The collaborators are testing two systems that are based on the same physical measurement principles and methods. One is an imaging scanning probe magnetometer based on nitrogen vacancy (NV) centers in diamond. The magnetometer is designed for precise measurements of nanoelectronic circuits. The second approach involves measurement systems based on ultrasensitive optically pumped magnetometers that support applications in materials testing and process analytics.

The researchers said they developed microlenses as well as synthesized magnetic nanoparticles that are introduced into the diamond sensor tips used in the first of the two systems to further optimize the tips in terms of accuracy and efficiency.

The focus of the second project involves medical diagnostics. Fraunhofer IAF is leading this work, called NV-doped CVD Diamond for Ultra-Sensitive Laser Threshold Magnetometry (DiLaMag). A team is researching the development of an extremely sensitive sensor that can measure the weak magnetic fields of the activities of the human heart and brain, for example. Such a sensor could be used to detect diseases at an early stage.

Three projects, including two with Fraunhofer IAF, aim to make magnetometric sensing more accessible to industrial and academic users. Courtesy of Fraunhofer IAF.

The researchers intend for this magnetic field sensor to also work at room temperature, as well as in existing background fields — which would make it practicable for clinical implementation, DiLaMag project leader Jan Jaske said.

Participating Fraunhofer institutes will present the QMag project in the World of Quantum at LASER World of PHOTONICS April 26-29.

Heriot-Watt Instrument Boosts Access to Quantum Materials R&D

At Heriot-Watt University in Scotland, a £2 million ($2.6 million) award by the Engineering and Physical Sciences Research Council, part of UK Research and Innovation, to the university’s Institute of Photonics and Quantum Sciences will boost research on novel quantum materials made from single sheets of atoms that offer new functionalities compared to traditional materials, such as silicon.

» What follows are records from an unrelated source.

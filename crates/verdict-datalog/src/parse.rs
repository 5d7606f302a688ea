//! Text front end for policy statements.
//!
//! ```text
//! p(x, "a") :- q(x, y), not r(y), plus(x, 1, z)
//! q(1, 2.5). r('b');   # separators are optional
//! ```

use nom::{
    Finish,
    branch::alt,
    bytes::complete::{escaped_transform, is_not, tag, take_while},
    character::complete::{char as nomchar, multispace1, one_of, satisfy},
    combinator::{all_consuming, map as nommap, opt, recognize, value},
    error::{ErrorKind, ParseError, VerboseError, convert_error},
    multi::{many0, many0_count, separated_list0, separated_list1},
    number::complete::recognize_float,
    sequence::{delimited, pair, preceded, terminated},
};

use crate::error::DatalogError;
use crate::formula::{Atom, Constant, Formula, Literal, Rule, Term, Variable};

type In<'a> = &'a str;
type IResult<I, O, E = VerboseError<I>> = Result<(I, O), nom::Err<E>>;

fn comment(s: In) -> IResult<In, In> {
    recognize(pair(alt((tag("//"), tag("#"))), opt(is_not("\n"))))(s)
}

fn ws(s: In) -> IResult<In, ()> {
    value((), many0_count(alt((multispace1, comment))))(s)
}

fn wsl<'a, F, O>(inner: F) -> impl FnMut(In<'a>) -> IResult<In<'a>, O>
where
    F: FnMut(In<'a>) -> IResult<In<'a>, O>,
{
    preceded(ws, inner)
}

fn ident(s: In) -> IResult<In, In> {
    recognize(pair(
        satisfy(|c| c.is_alphabetic() || c == '_'),
        take_while(|c: char| c.is_alphanumeric() || c == '_'),
    ))(s)
}

/// `table` or `policy:table`, with an optional `+`/`-` update suffix.
fn table_name(s: In) -> IResult<In, In> {
    recognize(pair(
        pair(ident, many0_count(pair(nomchar(':'), ident))),
        opt(one_of("+-")),
    ))(s)
}

fn number(s: In) -> IResult<In, Constant> {
    let (rest, text) = recognize_float(s)?;
    let parsed = if text.contains(['.', 'e', 'E']) {
        text.parse::<f64>().ok().map(Constant::Float)
    } else {
        text.parse::<i64>().ok().map(Constant::Int)
    };
    match parsed {
        Some(c) => Ok((rest, c)),
        None => Err(nom::Err::Error(VerboseError::from_error_kind(
            s,
            ErrorKind::Digit,
        ))),
    }
}

fn quoted<'a>(quote: char, forbidden: &'static str) -> impl FnMut(In<'a>) -> IResult<In<'a>, String> {
    let escape = alt((
        value("\\", tag("\\")),
        value("\"", tag("\"")),
        value("'", tag("'")),
        value("\n", tag("n")),
        value("\t", tag("t")),
    ));
    let body = nommap(
        opt(escaped_transform(is_not(forbidden), '\\', escape)),
        Option::unwrap_or_default,
    );
    delimited(nomchar(quote), body, nomchar(quote))
}

fn string(s: In) -> IResult<In, String> {
    alt((quoted('"', "\\\""), quoted('\'', "\\'")))(s)
}

fn term(s: In) -> IResult<In, Term> {
    wsl(alt((
        nommap(string, |v| Term::Constant(Constant::String(v))),
        nommap(number, Term::Constant),
        nommap(ident, |v| Term::Variable(Variable::new(v))),
    )))(s)
}

fn atom(s: In) -> IResult<In, Atom> {
    let arguments = delimited(
        wsl(nomchar('(')),
        separated_list0(wsl(nomchar(',')), term),
        wsl(nomchar(')')),
    );
    nommap(pair(wsl(table_name), arguments), |(table, args)| {
        Atom::new(table, args)
    })(s)
}

fn literal(s: In) -> IResult<In, Literal> {
    let negated = nommap(
        preceded(wsl(terminated(tag("not"), multispace1)), atom),
        Literal::negative,
    );
    alt((negated, nommap(atom, Literal::positive)))(s)
}

fn statement(s: In) -> IResult<In, Formula> {
    let body = preceded(wsl(tag(":-")), separated_list1(wsl(nomchar(',')), literal));
    let formula = nommap(pair(atom, opt(body)), |(head, body)| {
        Formula::from(Rule::new(head, body.unwrap_or_default()))
    });
    terminated(formula, opt(wsl(one_of(".;"))))(s)
}

fn program(s: In) -> IResult<In, Vec<Formula>> {
    all_consuming(terminated(many0(statement), ws))(s)
}

/// Parse zero or more statements.
pub fn parse(text: &str) -> Result<Vec<Formula>, DatalogError> {
    match program(text).finish() {
        Ok((_, formulas)) => Ok(formulas),
        Err(e) => Err(DatalogError::Parse(convert_error(text, e))),
    }
}

/// Parse exactly one statement.
pub fn parse1(text: &str) -> Result<Formula, DatalogError> {
    let mut formulas = parse(text)?;
    if formulas.len() != 1 {
        return Err(DatalogError::NotAStatement(text.trim().to_string()));
    }
    Ok(formulas.remove(0))
}

#[cfg(test)]
mod tests {
    use super::*;
    use pretty_assertions::assert_eq;

    fn render(text: &str) -> Vec<String> {
        parse(text)
            .expect("parses")
            .iter()
            .map(ToString::to_string)
            .collect()
    }

    #[test]
    fn test_rule_round_trips() {
        let text = "p(x, \"a\") :- q(x, y), not r(y), plus(x, 1, z)";
        assert_eq!(render(text), vec![text.to_string()]);
    }

    #[test]
    fn test_statement_separators_and_comments() {
        let text = "
            // facts
            q(1, 2.5). r('b');
            # a rule
            p(x) :- q(x, y)
            s(-3)
        ";
        assert_eq!(
            render(text),
            vec!["q(1, 2.5)", "r(\"b\")", "p(x) :- q(x, y)", "s(-3)"]
        );
    }

    #[test]
    fn test_constant_types() {
        let Formula::Atom(atom) = parse1(r#"p(1, 1.0, -2, "x\"y", 'it\'s')"#).expect("parses") else {
            panic!("expected an atom");
        };
        assert_eq!(atom.arguments[0], Term::Constant(Constant::Int(1)));
        assert_eq!(atom.arguments[1], Term::Constant(Constant::Float(1.0)));
        assert_eq!(atom.arguments[2], Term::Constant(Constant::Int(-2)));
        assert_eq!(atom.arguments[3], Term::Constant(Constant::from("x\"y")));
        assert_eq!(atom.arguments[4], Term::Constant(Constant::from("it's")));
    }

    #[test]
    fn test_empty_strings_and_zero_arity() {
        assert_eq!(render("p(\"\", '') q()"), vec!["p(\"\", \"\")", "q()"]);
    }

    #[test]
    fn test_module_qualified_tables() {
        let formula = parse1("p(x) :- nova:servers(x)").expect("parses");
        let Formula::Rule(rule) = formula else {
            panic!("expected a rule");
        };
        assert_eq!(rule.body[0].table(), "nova:servers");
    }

    #[test]
    fn test_update_tables() {
        assert_eq!(
            render("p+(x) :- q(x), not r-(x)  s-(1, -2)"),
            vec!["p+(x) :- q(x), not r-(x)", "s-(1, -2)"]
        );
        assert!(matches!(parse("p++(x)"), Err(DatalogError::Parse(_))));
    }

    #[test]
    fn test_parse1_requires_one_statement() {
        assert!(matches!(
            parse1("p(1) q(2)"),
            Err(DatalogError::NotAStatement(_))
        ));
        assert!(matches!(parse1(""), Err(DatalogError::NotAStatement(_))));
    }

    #[test]
    fn test_malformed_input_is_a_parse_error() {
        assert!(matches!(parse("p(x"), Err(DatalogError::Parse(_))));
        assert!(matches!(parse("not p(x)"), Err(DatalogError::Parse(_))));
        assert!(matches!(parse("p(x) :- "), Err(DatalogError::Parse(_))));
    }
}
/// A flattened ground substitution: variable -> constant.
pub type Binding = BTreeMap<Variable, Constant>;

/// A typed constant value.
#[derive(Debug, Clone, Serialize, Deserialize)]
#[serde(tag = "type", content = "value", rename_all = "snake_case")]
pub enum Constant {
    /// A string constant.
    String(String),
    /// An integer constant.
    Int(i64),
    /// A floating point constant.
    Float(f64),
}

impl Constant {
    fn rank(&self) -> u8 {
        match self {
            Constant::Int(_) => 0,
            Constant::Float(_) => 1,
            Constant::String(_) => 2,
        }
    }

    /// Numeric view of this constant, if it is a number.
    pub fn as_f64(&self) -> Option<f64> {
        match self {
            Constant::Int(i) => Some(*i as f64),
            Constant::Float(f) => Some(*f),
            Constant::String(_) => None,
        }
    }

    /// String view of this constant, if it is a string.
    pub fn as_str(&self) -> Option<&str> {
        match self {
            Constant::String(s) => Some(s),
            _ => None,
        }
    }

    /// Whether this constant is a number.
    pub fn is_numeric(&self) -> bool {
        !matches!(self, Constant::String(_))
    }

    /// The value without quoting, as it would be printed by a host program.
    pub fn plain(&self) -> String {
        match self {
            Constant::String(s) => s.clone(),
            Constant::Int(i) => i.to_string(),
            Constant::Float(f) => format_float(*f),
        }
    }
}

fn format_float(f: f64) -> String {
    if f.is_finite() && f.fract() == 0.0 {
        format!("{:.1}", f)
    } else {
        f.to_string()
    }
}

impl PartialEq for Constant {
    fn eq(&self, other: &Self) -> bool {
        match (self, other) {
            (Constant::String(a), Constant::String(b)) => a == b,
            (Constant::Int(a), Constant::Int(b)) => a == b,
            (Constant::Float(a), Constant::Float(b)) => a.to_bits() == b.to_bits(),
            _ => false,
        }
    }
}

impl Eq for Constant {}

impl Hash for Constant {
    fn hash<H: Hasher>(&self, state: &mut H) {
        self.rank().hash(state);
        match self {
            Constant::String(s) => s.hash(state),
            Constant::Int(i) => i.hash(state),
            Constant::Float(f) => f.to_bits().hash(state),
        }
    }
}

impl Ord for Constant {
    fn cmp(&self, other: &Self) -> Ordering {
        match (self, other) {
            (Constant::String(a), Constant::String(b)) => a.cmp(b),
            (Constant::Int(a), Constant::Int(b)) => a.cmp(b),
            (Constant::Float(a), Constant::Float(b)) => a.total_cmp(b),
            _ => self.rank().cmp(&other.rank()),
        }
    }
}
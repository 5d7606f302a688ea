//! Incrementally maintained (materialized) theory.
//!
//! Every fact derivable from the theory's rules is kept in its database.
//! Changes are queued and drained to a fixpoint before a mutating call
//! returns, so readers only ever see quiescent states.

use std::collections::{BTreeMap, BTreeSet, HashMap, HashSet, VecDeque};
use std::sync::Arc;

use tracing::{debug, trace, warn};

use crate::builtin::BuiltinRegistry;
use crate::database::{Database, Event};
use crate::dependency::TableDependencyGraph;
use crate::delta::{DeltaRuleTheory, aliased_table, eliminate_self_joins, is_alias};
use crate::error::DatalogError;
use crate::formula::{Atom, Binding, Formula, Literal, Rule};
use crate::proof::{Proof, ProofCollection, ProofTree};
use crate::safety::check_rule;
use crate::topdown::{Candidate, TopDown, TopDownTheory};
use crate::unify::match_atom;

/// A queued change.
#[derive(Debug, Clone)]
enum Update {
    Fact(Event),
    Rule { rule: Arc<Rule>, insert: bool },
}

/// A rule as inserted, with the form actually evaluated.
#[derive(Debug, Clone)]
struct Installed {
    canonical: Arc<Rule>,
    aliases: Vec<Rule>,
}

/// A theory whose derived tables are stored and maintained incrementally.
#[derive(Debug, Clone)]
pub struct MaterializedTheory {
    name: String,
    includes: Vec<String>,
    database: Database,
    delta_rules: DeltaRuleTheory,
    rules: BTreeMap<Rule, Installed>,
    aliases: HashMap<Rule, usize>,
    queue: VecDeque<Update>,
}
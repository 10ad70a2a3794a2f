// Copyright (c) 2025 Steve Wagner (ciroque@live.com)
// SPDX-License-Identifier: MIT

use super::controller_message;
use crate::errors::FormatError;
use crate::record::{LogRecord, MESSAGE};
use crate::traits::{Formatter, CONTROLLER_KIND};
use crate::utils::display_value;

/// Emits only the human-readable line.
#[derive(Debug, Default)]
pub struct PlainFormatter;

impl PlainFormatter {
    pub fn new() -> Self {
        Self
    }
}

impl Formatter for PlainFormatter {
    fn format(&self, record: &LogRecord, kind: &str) -> Result<String, FormatError> {
        if kind == CONTROLLER_KIND {
            return Ok(controller_message(record));
        }
        Ok(record.get(MESSAGE).map(display_value).unwrap_or_default())
    }

    fn name(&self) -> &'static str {
        "plain"
    }
}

Heriot-Watt will use the funding to create a quantum magnetometer at its Edinburgh campus. The Heriot-Watt team will use the instrument to study magnetism in nanomaterials at extremely low temperatures. The team hopes its work will lead to the development of novel materials to build electronic devices with improved memory storage and information capabilities compared to those that currently exist.

The facility will also be open to external users, said Christian Bonato, principal investigator on the project from Heriot-Watt’s School of Engineering and Physical Sciences. The Quantum Magnetometer Facility is expected to be fully operational next year.